Because private equity assets are held for long periods—and difficult to attain by non-professionals due to strict regulation—they’re typically out of reach for day-traders and amateur investors. But that could change as activity increases in the secondary market, where limited partners sell preexisting commitments in private equity funds to third-party investors. The growth in secondary exchanges and the technology behind them could open up private equity to shorter-term investment, and the risks that come with it.
The market for secondary PE assets reached its high-water mark in 2019 with $85.4 billion in transactions, according to a report from investment bank Setter Capital. Secondary transaction volume is expected to exceed $89 billion this year.
Buying equity positions in private companies has historically been accessible only to institutional and wealthy investors, but a reduction in technical barriers could allow more short-term traders, including amateur investors, to participate in secondary exchanges, according to Mark Higgins, co-founder and chief analytics officer at Beacon Platform, a provider of data analytics software for the finance industry.

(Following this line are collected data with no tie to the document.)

impl ObjectAdapter {
    pub(crate) fn new(instance: Arc<Instance>, name: &str, adapter_id: Option<String>) -> Self {
        let (shutdown, _) = watch::channel(false);
        Self {
            shared: Arc::new(AdapterShared {
                name: name.to_string(),
                adapter_id: adapter_id.filter(|id| !id.is_empty()),
                instance,
                servants: RwLock::new(HashMap::new()),
                endpoints: RwLock::new(Vec::new()),
                active: AtomicBool::new(true),
                shutdown,
                listeners: Mutex::new(Vec::new()),
                collocated_oneway: Mutex::new(Vec::new()),
                collocated_datagram: Mutex::new(Vec::new()),
                stats: AdapterStats::default(),
            }),
        }
    }

    pub(crate) fn shared(&self) -> &Arc<AdapterShared> {
        &self.shared
    }

    pub fn name(&self) -> &str {
        &self.shared.name
    }

    pub fn adapter_id(&self) -> Option<&str> {
        self.shared.adapter_id.as_deref()
    }

    pub fn stats(&self) -> &AdapterStats {
        &self.shared.stats
    }

    pub fn is_active(&self) -> bool {
        self.shared.is_active()
    }

    /// Register `servant` under `identity` and return a proxy for it
    pub fn add(&self, servant: Arc<dyn Servant>, identity: Identity) -> Result<ObjectPrx> {
        self.add_facet(servant, identity, "")
    }

    pub fn add_facet(
        &self,
        servant: Arc<dyn Servant>,
        identity: Identity,
        facet: &str,
    ) -> Result<ObjectPrx> {
        if !self.shared.is_active() {
            return Err(self.shared.inactive());
        }
        {
            let mut servants = self.shared.servants.write();
            let key = (identity.clone(), facet.to_string());
            if servants.contains_key(&key) {
                return Err(RpcError::Adapter {
                    adapter: self.shared.name.clone(),
                    reason: format!("`{}` facet `{}` is already registered", identity, facet),
                });
            }
            servants.insert(key, servant);
        }
        debug!("Adapter `{}` added {} facet `{}`", self.shared.name, identity, facet);
        Ok(self.create_proxy(identity).ice_facet(facet))
    }

    pub fn remove(&self, identity: &Identity) -> Option<Arc<dyn Servant>> {
        self.remove_facet(identity, "")
    }

    pub fn remove_facet(&self, identity: &Identity, facet: &str) -> Option<Arc<dyn Servant>> {
        self.shared
            .servants
            .write()
            .remove(&(identity.clone(), facet.to_string()))
    }

    pub fn find(&self, identity: &Identity) -> Option<Arc<dyn Servant>> {
        self.shared.servant(identity, "")
    }

    pub fn find_facet(&self, identity: &Identity, facet: &str) -> Option<Arc<dyn Servant>> {
        self.shared.servant(identity, facet)
    }

    /// Start listening on `endpoint` (port 0 picks a free port) and
    /// publish the bound endpoint
    pub async fn listen(&self, endpoint: &str) -> Result<Endpoint> {
        let requested: Endpoint = endpoint.parse()?;
        if !self.shared.is_active() {
            return Err(self.shared.inactive());
        }
        let listen_failed = |e: &dyn std::fmt::Display| RpcError::Adapter {
            adapter: self.shared.name.clone(),
            reason: format!("cannot listen on {}: {}", requested, e),
        };

        let (published, task) = match requested.kind {
            TransportKind::Tcp => {
                let listener = TcpListener::bind(requested.address())
                    .await
                    .map_err(|e| listen_failed(&e))?;
                let local = listener.local_addr().map_err(|e| listen_failed(&e))?;
                let published = Endpoint {
                    port: local.port(),
                    ..requested.clone()
                };
                let task = tokio::spawn(accept_loop(
                    self.shared.clone(),
                    listener,
                    self.shared.shutdown.subscribe(),
                ));
                (published, task)
            }
            TransportKind::Udp => {
                let transport = UdpFrameTransport::bind(requested.address())
                    .await
                    .map_err(|e| listen_failed(&e))?;
                let local = transport.local_addr().map_err(|e| listen_failed(&e))?;
                let published = Endpoint {
                    port: local.port(),
                    ..requested.clone()
                };
                let task = tokio::spawn(serve_datagrams(
                    self.shared.clone(),
                    transport,
                    self.shared.shutdown.subscribe(),
                ));
                (published, task)
            }
            TransportKind::Ssl => {
                return Err(RpcError::Adapter {
                    adapter: self.shared.name.clone(),
                    reason: "ssl transport is not available".to_string(),
                })
            }
        };

        info!("Object adapter `{}` listening on {}", self.shared.name, published);
        self.shared.listeners.lock().push(task);
        self.shared.endpoints.write().push(published.clone());
        Ok(published)
    }

    /// Published endpoints, in listen order
    pub fn endpoints(&self) -> Vec<Endpoint> {
        self.shared.endpoints.read().clone()
    }

    /// Proxy for `identity`: indirect when the adapter has an id, direct
    /// over the published endpoints otherwise
    pub fn create_proxy(&self, identity: Identity) -> ObjectPrx {
        let instance = &self.shared.instance;
        let config = &instance.config;
        let base = Reference::new(identity)
            .with_timeout(config.default_timeout)
            .with_collocation_optimized(config.collocation_optimized)
            .with_context(config.default_context.clone());
        let reference = match &self.shared.adapter_id {
            Some(adapter_id) => base.with_adapter_id(Some(adapter_id.clone())),
            None => base.with_endpoints(self.endpoints()),
        };
        ObjectPrx::new(reference, instance.clone())
    }

    /// Stop listening and close every accepted connection
    pub fn deactivate(&self) {
        self.shared.deactivate();
    }
}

Software providers like Paris-based Palico have begun opening up the private equity secondary market to experienced and novice investors alike.
Higgins says it’s only a matter of time before non-professionals can buy and sell equity in private companies. “It’s not an app that’s on your phone yet, but it’s moving that way,” he says.
Federal regulations like the Securities and Exchange Commission’s accredited investor rules continue to restrict investment in private equity funds, although it’s unclear whether those rules apply to the secondary market. Regulators haven’t yet issued specific guidance.
If the secondary market opens up to non-professionals, that could mean many of the same risks currently facing public market investors could spread to private markets as well: Traders could buy up interests in a fund one day and then dump them the next. “You could start to see bubbles forming—and popping—in private equity,” Higgins says.
As a result, private investors may need to monitor areas that their counterparts in public markets are familiar with—like social media mentions and other signals that could presage unexpected position purchases or sell-offs in secondary positions. “You’ll want to have data scientists, quants and developers as part of your firm,” Higgins says.
It’s not just secondary transactions where private equity firms could become vulnerable to crowds of untrained investors. Another area is commodities.
Trading platforms like ETrade allow users to buy and sell commodities futures. An influx of amateur traders could replicate the volatility seen in the stock market, while impacting a fundamental area of the financial sector, Cambridge’s Schamotta says. Crucially, such trading could have a long-term impact on companies’ valuations and financials.
For example, a small or midsize energy business could see its revenue stream completely altered by a surge in trading activity. If that were to cause a price collapse during a transaction, it could upend deal terms entirely.
“If you’re a deal-maker and you’re involved in mining or oil and gas, there is the possibility that we see some of the same sort of dynamics spilling over at some point and affecting the ability to make deals in the long run,” Schamotta says.
He suggests that company leaders put a risk policy in place in the event of an upset. “By documenting that on paper, you bring a lot of discipline to the process, and this helps you mitigate the number of surprises that the stakeholders might be exposed to,” he says.
While Schamotta doesn’t view recent market memes as entirely negative, they could significantly shape deal-making in the future.
“It’s the new normal,” he says. “I think we’re going to have to adapt to a world in which financial markets are no longer dominated by professionals, and that there’s going to be more extreme and more violent moves in the months and years ahead.”